- WORK TASK
Among the lines of the records below, copy those that hold the word "copier".

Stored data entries
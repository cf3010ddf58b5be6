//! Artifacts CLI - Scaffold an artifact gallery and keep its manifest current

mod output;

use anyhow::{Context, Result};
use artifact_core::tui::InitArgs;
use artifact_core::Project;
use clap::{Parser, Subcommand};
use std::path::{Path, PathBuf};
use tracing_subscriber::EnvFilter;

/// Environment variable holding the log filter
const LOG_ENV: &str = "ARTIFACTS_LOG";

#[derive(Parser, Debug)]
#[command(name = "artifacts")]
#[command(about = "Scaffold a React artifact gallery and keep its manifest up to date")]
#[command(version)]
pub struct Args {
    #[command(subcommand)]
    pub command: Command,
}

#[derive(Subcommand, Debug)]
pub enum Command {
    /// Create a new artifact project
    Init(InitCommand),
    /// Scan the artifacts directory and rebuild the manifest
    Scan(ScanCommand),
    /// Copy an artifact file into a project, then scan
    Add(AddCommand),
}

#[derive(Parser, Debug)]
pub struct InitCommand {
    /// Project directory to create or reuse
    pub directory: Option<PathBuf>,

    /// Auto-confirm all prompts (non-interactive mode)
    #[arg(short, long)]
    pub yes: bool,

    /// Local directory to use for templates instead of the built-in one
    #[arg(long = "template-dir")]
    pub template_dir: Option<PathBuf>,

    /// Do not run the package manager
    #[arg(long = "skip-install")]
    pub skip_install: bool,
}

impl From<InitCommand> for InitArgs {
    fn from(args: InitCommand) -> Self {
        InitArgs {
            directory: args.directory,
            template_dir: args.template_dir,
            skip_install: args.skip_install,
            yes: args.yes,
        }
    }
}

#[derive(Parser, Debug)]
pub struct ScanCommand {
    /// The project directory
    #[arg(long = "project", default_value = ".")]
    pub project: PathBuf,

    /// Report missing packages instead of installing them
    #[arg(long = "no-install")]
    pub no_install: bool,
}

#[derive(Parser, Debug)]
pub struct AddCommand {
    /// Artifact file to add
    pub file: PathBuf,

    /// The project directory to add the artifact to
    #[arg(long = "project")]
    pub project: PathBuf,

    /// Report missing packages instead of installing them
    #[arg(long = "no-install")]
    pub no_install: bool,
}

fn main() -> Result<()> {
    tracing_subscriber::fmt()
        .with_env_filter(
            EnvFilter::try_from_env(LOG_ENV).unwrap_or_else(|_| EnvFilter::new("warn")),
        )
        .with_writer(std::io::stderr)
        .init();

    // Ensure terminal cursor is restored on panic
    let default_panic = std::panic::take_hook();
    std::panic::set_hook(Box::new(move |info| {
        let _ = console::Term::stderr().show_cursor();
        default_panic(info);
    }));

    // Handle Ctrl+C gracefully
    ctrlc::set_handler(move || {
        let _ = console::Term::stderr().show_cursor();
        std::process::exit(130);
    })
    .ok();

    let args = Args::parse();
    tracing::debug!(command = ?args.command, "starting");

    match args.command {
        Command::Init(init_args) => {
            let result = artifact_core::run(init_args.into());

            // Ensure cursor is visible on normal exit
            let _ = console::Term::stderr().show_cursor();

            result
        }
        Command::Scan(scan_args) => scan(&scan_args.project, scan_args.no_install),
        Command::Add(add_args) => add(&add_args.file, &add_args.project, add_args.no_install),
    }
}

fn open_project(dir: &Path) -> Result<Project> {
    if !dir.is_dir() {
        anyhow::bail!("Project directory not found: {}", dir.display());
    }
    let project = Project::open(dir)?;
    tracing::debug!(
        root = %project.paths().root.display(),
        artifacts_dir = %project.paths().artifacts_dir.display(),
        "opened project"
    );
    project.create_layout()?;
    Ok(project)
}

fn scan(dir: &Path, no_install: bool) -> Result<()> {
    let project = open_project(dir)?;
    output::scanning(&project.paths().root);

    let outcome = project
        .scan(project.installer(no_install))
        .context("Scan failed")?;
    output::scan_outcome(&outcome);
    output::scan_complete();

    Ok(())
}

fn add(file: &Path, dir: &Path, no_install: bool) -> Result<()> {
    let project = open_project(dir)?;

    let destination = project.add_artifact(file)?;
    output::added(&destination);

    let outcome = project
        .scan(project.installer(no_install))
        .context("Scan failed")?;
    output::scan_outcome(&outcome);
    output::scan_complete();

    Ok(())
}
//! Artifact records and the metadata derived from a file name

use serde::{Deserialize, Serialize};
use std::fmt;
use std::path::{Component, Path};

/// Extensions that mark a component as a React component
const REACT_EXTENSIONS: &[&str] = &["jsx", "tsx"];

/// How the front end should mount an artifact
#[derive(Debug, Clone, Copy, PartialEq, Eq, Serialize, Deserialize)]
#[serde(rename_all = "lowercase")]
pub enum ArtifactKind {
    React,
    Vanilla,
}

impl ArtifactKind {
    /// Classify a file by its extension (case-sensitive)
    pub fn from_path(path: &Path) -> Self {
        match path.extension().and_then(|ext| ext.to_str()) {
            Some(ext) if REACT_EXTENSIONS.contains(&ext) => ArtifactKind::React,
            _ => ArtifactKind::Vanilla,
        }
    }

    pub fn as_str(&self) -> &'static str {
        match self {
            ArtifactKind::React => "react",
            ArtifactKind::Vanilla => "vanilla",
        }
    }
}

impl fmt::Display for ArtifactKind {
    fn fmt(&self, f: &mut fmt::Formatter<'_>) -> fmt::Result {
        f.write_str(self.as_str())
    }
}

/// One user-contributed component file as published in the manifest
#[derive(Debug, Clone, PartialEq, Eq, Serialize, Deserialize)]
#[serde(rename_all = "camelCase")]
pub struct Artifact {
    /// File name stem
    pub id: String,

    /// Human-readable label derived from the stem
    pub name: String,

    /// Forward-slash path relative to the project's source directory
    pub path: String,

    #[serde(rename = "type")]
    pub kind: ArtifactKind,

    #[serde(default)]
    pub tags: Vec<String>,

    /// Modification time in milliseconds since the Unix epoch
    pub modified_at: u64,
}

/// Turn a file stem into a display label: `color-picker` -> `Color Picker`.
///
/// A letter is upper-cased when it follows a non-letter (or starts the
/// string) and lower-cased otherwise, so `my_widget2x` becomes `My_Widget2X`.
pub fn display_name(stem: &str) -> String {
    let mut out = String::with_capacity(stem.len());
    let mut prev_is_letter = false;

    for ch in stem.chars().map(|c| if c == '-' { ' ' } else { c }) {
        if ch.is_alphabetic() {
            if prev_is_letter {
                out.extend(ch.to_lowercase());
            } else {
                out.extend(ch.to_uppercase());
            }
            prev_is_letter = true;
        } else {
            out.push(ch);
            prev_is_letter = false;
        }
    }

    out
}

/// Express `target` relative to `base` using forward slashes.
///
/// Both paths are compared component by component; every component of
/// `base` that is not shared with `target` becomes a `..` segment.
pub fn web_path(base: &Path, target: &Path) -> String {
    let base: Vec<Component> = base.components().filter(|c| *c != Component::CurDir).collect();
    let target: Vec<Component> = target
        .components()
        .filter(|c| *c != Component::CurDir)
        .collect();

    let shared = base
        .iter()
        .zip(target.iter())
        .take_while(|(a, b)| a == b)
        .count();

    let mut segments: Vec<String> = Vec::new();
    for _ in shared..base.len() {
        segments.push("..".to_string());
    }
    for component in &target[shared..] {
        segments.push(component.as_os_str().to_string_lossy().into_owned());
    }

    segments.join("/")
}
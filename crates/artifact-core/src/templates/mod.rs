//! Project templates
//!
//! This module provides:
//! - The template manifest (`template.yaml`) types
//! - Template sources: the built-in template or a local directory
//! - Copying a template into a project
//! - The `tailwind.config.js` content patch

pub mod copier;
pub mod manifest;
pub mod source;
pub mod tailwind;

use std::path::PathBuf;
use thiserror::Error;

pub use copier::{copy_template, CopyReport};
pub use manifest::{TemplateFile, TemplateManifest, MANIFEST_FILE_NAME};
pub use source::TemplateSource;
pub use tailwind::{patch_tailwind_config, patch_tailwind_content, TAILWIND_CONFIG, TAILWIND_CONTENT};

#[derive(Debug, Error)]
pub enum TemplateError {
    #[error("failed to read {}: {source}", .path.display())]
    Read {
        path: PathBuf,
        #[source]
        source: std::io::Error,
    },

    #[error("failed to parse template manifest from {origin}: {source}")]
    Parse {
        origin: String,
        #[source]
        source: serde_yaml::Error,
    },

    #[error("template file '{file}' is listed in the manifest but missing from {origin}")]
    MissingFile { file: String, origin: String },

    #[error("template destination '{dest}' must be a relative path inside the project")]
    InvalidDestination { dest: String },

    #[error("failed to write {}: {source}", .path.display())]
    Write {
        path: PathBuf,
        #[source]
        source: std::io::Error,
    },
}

- YOUR RESPONSE
pub mod copier;
pub use copier::{copy_template, CopyReport};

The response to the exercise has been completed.